Monday, November 5, 2012
Tomorrow's Table: A Book Review
Like many I have had questions and concerns about GMOs in the past. On the other hand I am keenly aware that standard farming and food production practices are not sufficient for feeding the future population growth, are causing serious environmental harm, and are (in the case of pesticides) hurting farm workers and consumers. So in my search over the past couple of years for accurate information on the subject I found this book: Tomorrow's Table: Organic Farming, Genetics, and the Future of Food. I put off reading it for a while because, well, the word "genetics" is in the title. Yep. I know what you are thinking: "but you are married to a geneticist!" True, I am. But I also thought he was boring for the first two years of our acquaintance because he talked about genetics. Once I finally started reading it however, I was pleasantly surprised at how well it was written for the non-geneticist. In short, for the rest of us, it is a great way to start understanding the issues surrounding GMOs.

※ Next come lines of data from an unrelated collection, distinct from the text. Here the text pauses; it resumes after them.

use crate::{
    blob::{label_blobs, Blob},
    config::FilterConfig,
    error::{ConfigError, FormatError},
    page::RenderedPage,
    region::PixelBounds,
    verdict::FilterVerdict,
};
use rayon::prelude::*;
use std::{ops::Range, path::Path};

const ROWS_PER_PARTITION: u32 = 64;

/// Partial result of scanning a range of rows. Merging is associative and
/// commutative, so partitions can be combined in any order.
#[derive(Debug, Default, Clone, Copy, PartialEq, Eq)]
pub struct MatchCount {
    pub matched: u64,
    pub scanned: u64,
    /// First row of the region (0 = region top) holding a match
    pub first_row: Option<u32>,
}

impl MatchCount {
    pub fn merge(self, other: MatchCount) -> MatchCount {
        MatchCount {
            matched: self.matched + other.matched,
            scanned: self.scanned + other.scanned,
            first_row: match (self.first_row, other.first_row) {
                (Some(a), Some(b)) => Some(a.min(b)),
                (a, b) => a.or(b),
            },
        }
    }
}

/// Splits `0..rows` into consecutive ranges of at most `rows_per_partition` rows.
pub fn partition_rows(rows: u32, rows_per_partition: u32) -> Vec<Range<u32>> {
    let step = rows_per_partition.max(1);
    (0..rows)
        .step_by(step as usize)
        .map(|start| start..(start + step).min(rows))
        .collect()
}

/// Redline detector built from a validated [`FilterConfig`].
///
/// Scanning is a pure function of the page and the configuration: the filter holds no
/// mutable state and can be shared across threads.
#[derive(Debug, Clone)]
pub struct RedlineFilter {
    config: FilterConfig,
}

impl RedlineFilter {
    pub fn new(config: FilterConfig) -> Result<Self, ConfigError> {
        config.validate()?;
        Ok(Self { config })
    }

    pub fn config(&self) -> &FilterConfig {
        &self.config
    }

    pub fn bounds(&self, page: &RenderedPage) -> PixelBounds {
        self.config.region.bounds(page.width(), page.height())
    }

    #[inline]
    fn is_marker(&self, px: &[u8]) -> bool {
        self.config
            .metric
            .distance(self.config.marker_color, [px[0], px[1], px[2]])
            <= self.config.color_tolerance
    }

    fn region_span<'a>(&self, page: &'a RenderedPage, b: &PixelBounds, row: u32) -> &'a [u8] {
        let channels = page.layout().channels();
        &page.row(b.top + row)[b.left as usize * channels..b.right as usize * channels]
    }

    /// Counts marker pixels in `rows`, given relative to the region top. Rows beyond the
    /// region are ignored.
    pub fn count_rows(&self, page: &RenderedPage, rows: Range<u32>) -> MatchCount {
        let b = self.bounds(page);
        let end = rows.end.min(b.height());
        let start = rows.start.min(end);
        let channels = page.layout().channels();

        let mut count = MatchCount::default();
        for row in start..end {
            let hits = self
                .region_span(page, &b, row)
                .chunks_exact(channels)
                .filter(|px| self.is_marker(px))
                .count() as u64;
            count.scanned += b.width() as u64;
            if hits > 0 {
                count.matched += hits;
                if count.first_row.is_none() {
                    count.first_row = Some(row);
                }
            }
        }
        count
    }

    /// Full-region count, partitioned by row ranges across the current rayon pool.
    pub fn count(&self, page: &RenderedPage) -> MatchCount {
        let b = self.bounds(page);
        partition_rows(b.height(), ROWS_PER_PARTITION)
            .into_par_iter()
            .map(|rows| self.count_rows(page, rows))
            .reduce(MatchCount::default, MatchCount::merge)
    }

    fn marker_mask(&self, page: &RenderedPage, b: &PixelBounds) -> Vec<bool> {
        let width = b.width() as usize;
        let mut mask = vec![false; width * b.height() as usize];
        if width == 0 {
            return mask;
        }
        let channels = page.layout().channels();
        mask.par_chunks_mut(width)
            .enumerate()
            .for_each(|(row, out)| {
                let span = self.region_span(page, b, row as u32);
                for (slot, px) in out.iter_mut().zip(span.chunks_exact(channels)) {
                    *slot = self.is_marker(px);
                }
            });
        mask
    }

    fn count_blobs(&self, page: &RenderedPage, min_blob_size: u64) -> (MatchCount, Vec<Blob>) {
        let b = self.bounds(page);
        let mask = self.marker_mask(page, &b);
        let blobs: Vec<Blob> = label_blobs(&mask, b.width() as usize, b.height() as usize)
            .into_iter()
            .filter(|blob| blob.pixels >= min_blob_size)
            .collect();
        let count = MatchCount {
            matched: blobs.iter().map(|blob| blob.pixels).sum(),
            scanned: b.area(),
            first_row: blobs.iter().map(|blob| blob.y_min).min(),
        };
        let regions = blobs
            .into_iter()
            .map(|blob| blob.offset(b.left, b.top))
            .collect();
        (count, regions)
    }

    pub fn scan(&self, page: &RenderedPage) -> FilterVerdict {
        match self.config.min_blob_size {
            None => self.verdict(self.count(page), None),
            Some(min_blob_size) => {
                let (count, regions) = self.count_blobs(page, min_blob_size);
                self.verdict(count, Some(regions))
            }
        }
    }

    pub fn scan_file(&self, path: &Path) -> Result<FilterVerdict, FormatError> {
        let page = RenderedPage::open(path)?;
        Ok(self.scan(&page))
    }

    /// Classifies a (possibly merged) count. A page without a single marker pixel is never
    /// flagged, whatever the threshold.
    pub fn verdict(&self, count: MatchCount, regions: Option<Vec<Blob>>) -> FilterVerdict {
        let match_fraction = if count.scanned == 0 {
            0.0
        } else {
            count.matched as f64 / count.scanned as f64
        };
        let touches_top = self
            .config
            .top_rows
            .map(|n| count.first_row.is_some_and(|row| row < n));
        let flagged = count.matched > 0
            && match_fraction >= self.config.match_threshold
            && touches_top.unwrap_or(true);

        FilterVerdict {
            flagged,
            match_fraction,
            matched_pixels: count.matched,
            scanned_pixels: count.scanned,
            touches_top,
            regions,
        }
    }
}
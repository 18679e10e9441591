use crate::blob::Blob;
use serde::{Deserialize, Serialize};

/// Outcome of scanning one page.
#[derive(Debug, Clone, PartialEq, Serialize, Deserialize)]
pub struct FilterVerdict {
    pub flagged: bool,
    /// Marker pixels over scanned pixels, in `[0, 1]`.
    pub match_fraction: f64,
    pub matched_pixels: u64,
    pub scanned_pixels: u64,
    /// Set only when the filter restricts matches to the top rows of the region.
    #[serde(default, skip_serializing_if = "Option::is_none")]
    pub touches_top: Option<bool>,
    /// Marker blobs that survived the size filter, when one is configured.
    #[serde(default, skip_serializing_if = "Option::is_none")]
    pub regions: Option<Vec<Blob>>,
}

impl FilterVerdict {
    pub fn match_percent(&self) -> f64 {
        self.match_fraction * 100.0
    }
}
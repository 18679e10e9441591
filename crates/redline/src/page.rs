use crate::error::FormatError;
use image::DynamicImage;
use std::{fmt, path::Path};

#[derive(Debug, Clone, Copy, PartialEq, Eq)]
pub enum PixelLayout {
    Rgb8,
    Rgba8,
}

impl PixelLayout {
    pub fn channels(self) -> usize {
        match self {
            PixelLayout::Rgb8 => 3,
            PixelLayout::Rgba8 => 4,
        }
    }
}

impl fmt::Display for PixelLayout {
    fn fmt(&self, f: &mut fmt::Formatter<'_>) -> fmt::Result {
        match self {
            PixelLayout::Rgb8 => f.write_str("RGB8"),
            PixelLayout::Rgba8 => f.write_str("RGBA8"),
        }
    }
}

/// One rasterized PDF page held as a row-major 8-bit pixel grid.
#[derive(Debug, Clone, PartialEq)]
pub struct RenderedPage {
    width: u32,
    height: u32,
    layout: PixelLayout,
    pixels: Vec<u8>,
}

impl RenderedPage {
    pub fn from_raw(
        width: u32,
        height: u32,
        layout: PixelLayout,
        pixels: Vec<u8>,
    ) -> Result<Self, FormatError> {
        let expected = (width as usize)
            .checked_mul(height as usize)
            .and_then(|n| n.checked_mul(layout.channels()));
        match expected {
            Some(expected) if expected == pixels.len() => Ok(Self {
                width,
                height,
                layout,
                pixels,
            }),
            _ => Err(FormatError::BufferSize {
                width,
                height,
                layout,
                expected: expected.unwrap_or(usize::MAX),
                actual: pixels.len(),
            }),
        }
    }

    /// Wider channel depths are narrowed to 8 bits; grayscale has no color to match
    /// against and is rejected.
    pub fn from_image(image: DynamicImage) -> Result<Self, FormatError> {
        let (width, height) = (image.width(), image.height());
        match image {
            DynamicImage::ImageRgb8(buf) => {
                Self::from_raw(width, height, PixelLayout::Rgb8, buf.into_raw())
            }
            DynamicImage::ImageRgba8(buf) => {
                Self::from_raw(width, height, PixelLayout::Rgba8, buf.into_raw())
            }
            img @ (DynamicImage::ImageRgb16(_) | DynamicImage::ImageRgb32F(_)) => {
                Self::from_raw(width, height, PixelLayout::Rgb8, img.to_rgb8().into_raw())
            }
            img @ (DynamicImage::ImageRgba16(_) | DynamicImage::ImageRgba32F(_)) => {
                Self::from_raw(width, height, PixelLayout::Rgba8, img.to_rgba8().into_raw())
            }
            other => Err(FormatError::UnsupportedEncoding(format!(
                "{:?}",
                other.color()
            ))),
        }
    }

    pub fn decode(bytes: &[u8]) -> Result<Self, FormatError> {
        let image =
            image::load_from_memory(bytes).map_err(|e| FormatError::Decode(e.to_string()))?;
        Self::from_image(image)
    }

    pub fn open(path: &Path) -> Result<Self, FormatError> {
        let image = image::open(path)
            .map_err(|e| FormatError::Decode(format!("{}: {}", path.display(), e)))?;
        Self::from_image(image)
    }

    pub fn width(&self) -> u32 {
        self.width
    }

    pub fn height(&self) -> u32 {
        self.height
    }

    pub fn layout(&self) -> PixelLayout {
        self.layout
    }

    pub fn is_empty(&self) -> bool {
        self.width == 0 || self.height == 0
    }

    /// RGB of the pixel at `(x, y)`; alpha, if any, is dropped.
    pub fn pixel(&self, x: u32, y: u32) -> Option<[u8; 3]> {
        if x >= self.width || y >= self.height {
            return None;
        }
        let channels = self.layout.channels();
        let offset = (y as usize * self.width as usize + x as usize) * channels;
        let px = &self.pixels[offset..offset + 3];
        Some([px[0], px[1], px[2]])
    }

    /// Raw bytes of row `y`, `width * channels` long.
    pub(crate) fn row(&self, y: u32) -> &[u8] {
        let stride = self.width as usize * self.layout.channels();
        let start = y as usize * stride;
        &self.pixels[start..start + stride]
    }
}
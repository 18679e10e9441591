use super::{
    remove_pages, write_page_pdf, ArtifactPaths, FileOutcome, FileReport, PageOutcome,
    PageReport, PipelineLayout, Plotter, Rasterizer, Scorer, Stage,
};
use crate::{pipeline::BatchSummary, utils::read_fasta};
use rayon::prelude::*;
use redline::RedlineFilter;
use std::{
    fs,
    path::{Path, PathBuf},
};

type StageResult<T> = std::result::Result<T, (Stage, String)>;

fn at(stage: Stage) -> impl FnOnce(String) -> (Stage, String) {
    move |reason| (stage, reason)
}

/// Runs every input through score, plot, rasterize and scan, then routes flagged plots.
pub struct BatchDriver<'a> {
    layout: &'a PipelineLayout,
    scorer: &'a dyn Scorer,
    plotter: &'a dyn Plotter,
    rasterizer: &'a dyn Rasterizer,
    filter: &'a RedlineFilter,
    keep_flagged_pages: bool,
    flagged_pages_only: bool,
}

impl<'a> BatchDriver<'a> {
    pub fn new(
        layout: &'a PipelineLayout,
        scorer: &'a dyn Scorer,
        plotter: &'a dyn Plotter,
        rasterizer: &'a dyn Rasterizer,
        filter: &'a RedlineFilter,
    ) -> Self {
        Self {
            layout,
            scorer,
            plotter,
            rasterizer,
            filter,
            keep_flagged_pages: false,
            flagged_pages_only: false,
        }
    }

    pub fn keep_flagged_pages(mut self, keep: bool) -> Self {
        self.keep_flagged_pages = keep;
        self
    }

    /// Builds the filtered PDF from the flagged page images instead of copying the plot.
    pub fn flagged_pages_only(mut self, only: bool) -> Self {
        self.flagged_pages_only = only;
        self
    }

    /// Processes the inputs in order. Page scans run on the current rayon pool.
    pub fn run(&self, inputs: &[PathBuf]) -> BatchSummary {
        let mut summary = BatchSummary::default();
        for (i, input) in inputs.iter().enumerate() {
            log::info!("[{}/{}] {}", i + 1, inputs.len(), input.display());
            summary.push(self.process_file(input));
        }
        summary
    }

    pub fn process_file(&self, input: &Path) -> FileReport {
        let outcome = self
            .layout
            .artifacts(input)
            .map_err(at(Stage::Setup))
            .and_then(|paths| self.process(&paths))
            .unwrap_or_else(|(stage, reason)| {
                log::warn!("Skipping {} at {}: {}", input.display(), stage, reason);
                FileOutcome::Skipped { stage, reason }
            });
        FileReport {
            input: input.to_path_buf(),
            outcome,
        }
    }

    fn process(&self, paths: &ArtifactPaths) -> StageResult<FileOutcome> {
        let records = read_fasta(&paths.input).map_err(at(Stage::ReadInput))?;
        if records.is_empty() {
            return Err((Stage::ReadInput, "no sequence records".to_string()));
        }
        log::debug!("{}: {} sequences", paths.stem, records.len());

        let report = self
            .scorer
            .score(&paths.input, &paths.report)
            .map_err(at(Stage::Score))?;
        self.plotter
            .plot(&report, &paths.pdf)
            .map_err(at(Stage::Plot))?;

        let stale = remove_pages(&paths.page_prefix).map_err(at(Stage::Rasterize))?;
        if stale > 0 {
            log::debug!("Removed {} stale page images for {}", stale, paths.stem);
        }
        let pages = self
            .rasterizer
            .rasterize(&paths.pdf, &paths.page_prefix)
            .map_err(at(Stage::Rasterize))?;

        let mut pages = self.scan_pages(&pages);
        let (filtered_pdf, route_error) = match self.route(paths, &mut pages) {
            Ok(filtered_pdf) => (filtered_pdf, None),
            Err(e) => {
                log::warn!("Failed to route flagged output of {}: {}", paths.stem, e);
                (None, Some(e))
            }
        };
        if let Err(e) = remove_pages(&paths.page_prefix) {
            log::warn!("Failed to clean up page images for {}: {}", paths.stem, e);
        }

        Ok(FileOutcome::Processed {
            sequences: records.len(),
            pages,
            filtered_pdf,
            route_error,
        })
    }

    fn scan_pages(&self, pages: &[PathBuf]) -> Vec<PageReport> {
        pages
            .par_iter()
            .map(|page| {
                let outcome = match self.filter.scan_file(page) {
                    Ok(verdict) => {
                        log::info!(
                            "{}: {:.3}% marker pixels{}",
                            page.display(),
                            verdict.match_percent(),
                            if verdict.flagged { ", flagged" } else { "" }
                        );
                        PageOutcome::Scanned { verdict }
                    }
                    Err(e) => {
                        log::warn!("Could not scan {}: {}", page.display(), e);
                        PageOutcome::Unscannable {
                            reason: e.to_string(),
                        }
                    }
                };
                PageReport {
                    page: page.clone(),
                    outcome,
                }
            })
            .collect()
    }

    /// Moves flagged pages into the filtered dir when keeping them, then writes the
    /// filtered PDF. A partially written PDF is removed on failure, so the file on disk
    /// only exists when routing succeeded.
    fn route(
        &self,
        paths: &ArtifactPaths,
        pages: &mut [PageReport],
    ) -> crate::utils::Result<Option<PathBuf>> {
        if !pages.iter().any(PageReport::is_flagged) {
            return Ok(None);
        }
        if self.keep_flagged_pages {
            for page in pages.iter_mut().filter(|p| p.is_flagged()) {
                page.page = move_file(&page.page, &self.layout.filtered_dir)?;
            }
        }

        let written = if self.flagged_pages_only {
            let flagged: Vec<PathBuf> = pages
                .iter()
                .filter(|p| p.is_flagged())
                .map(|p| p.page.clone())
                .collect();
            write_page_pdf(&flagged, &paths.filtered_pdf)
        } else {
            fs::copy(&paths.pdf, &paths.filtered_pdf)
                .map(|_| ())
                .map_err(|e| {
                    format!(
                        "Failed to copy {} to {}: {}",
                        paths.pdf.display(),
                        paths.filtered_pdf.display(),
                        e
                    )
                })
        };
        if let Err(e) = written {
            if paths.filtered_pdf.exists() {
                if let Err(rm) = fs::remove_file(&paths.filtered_pdf) {
                    log::warn!(
                        "Failed to remove partial {}: {}",
                        paths.filtered_pdf.display(),
                        rm
                    );
                }
            }
            return Err(e);
        }
        log::info!("Redline detected in {}", paths.filtered_pdf.display());
        Ok(Some(paths.filtered_pdf.clone()))
    }
}

fn move_file(file: &Path, dir: &Path) -> crate::utils::Result<PathBuf> {
    let name = file
        .file_name()
        .ok_or_else(|| format!("Invalid page path {}", file.display()))?;
    let target = dir.join(name);
    if fs::rename(file, &target).is_err() {
        fs::copy(file, &target)
            .and_then(|_| fs::remove_file(file))
            .map_err(|e| format!("Failed to move {} to {}: {}", file.display(), dir.display(), e))?;
    }
    Ok(target)
}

It is written by a plant geneticist and her husband, an organic farmer. In a very easy-to-read, story-like manner they take you through about a year of their lives and address many of the main points and concerns regarding GMOs along the way. Together they make a compelling argument for organic farming and the genetic engineering of plants, two things that most people view as complete opposites. What most people don't know is that they are both tools that can be used to help solve our biggest food production problems such as: too many pesticides and fertilizers (both bad for human health and environmental health), needing more food to be grown on less land, and withstanding droughts and floods. They are not end-all solutions to these serious problems, but useful tools that, if properly used, can be a great aid.
This book is the only thing I have read on the subject of GMOs that doesn't water the topic down to the point that it is inaccurate, nor does it use so many genetic specific terms that no one other than geneticists can understand it. It gives you the facts and asks you to draw conclusions. It doesn't use catch phrases to scare you or manipulate your emotions as many GMO foes have done. I finished it feeling that I could read other GMO information with a better understanding of the basics which allowed me to not just be told what to think (or scared into what to think) but really form my own conclusions.
I feel like this is a very important book for our time when the future of food and all that it affects is reaching such a critical point. For instance, during this election in California, Proposition 37 is on the ballot. In short terms the proposition, if passed, would require that all retail food items containing GMO foods, be so labeled. On the surface it is fine. More information for consumers. But if consumers are making choices based on ignorance, or worse, fear of what they don't understand, then it is not good for anyone. I am sure you have heard the common phrase: as California goes, so goes the nation. Which is why, now more than ever, we need to try to understand a bit about what GMOs really are and what they really mean for the world.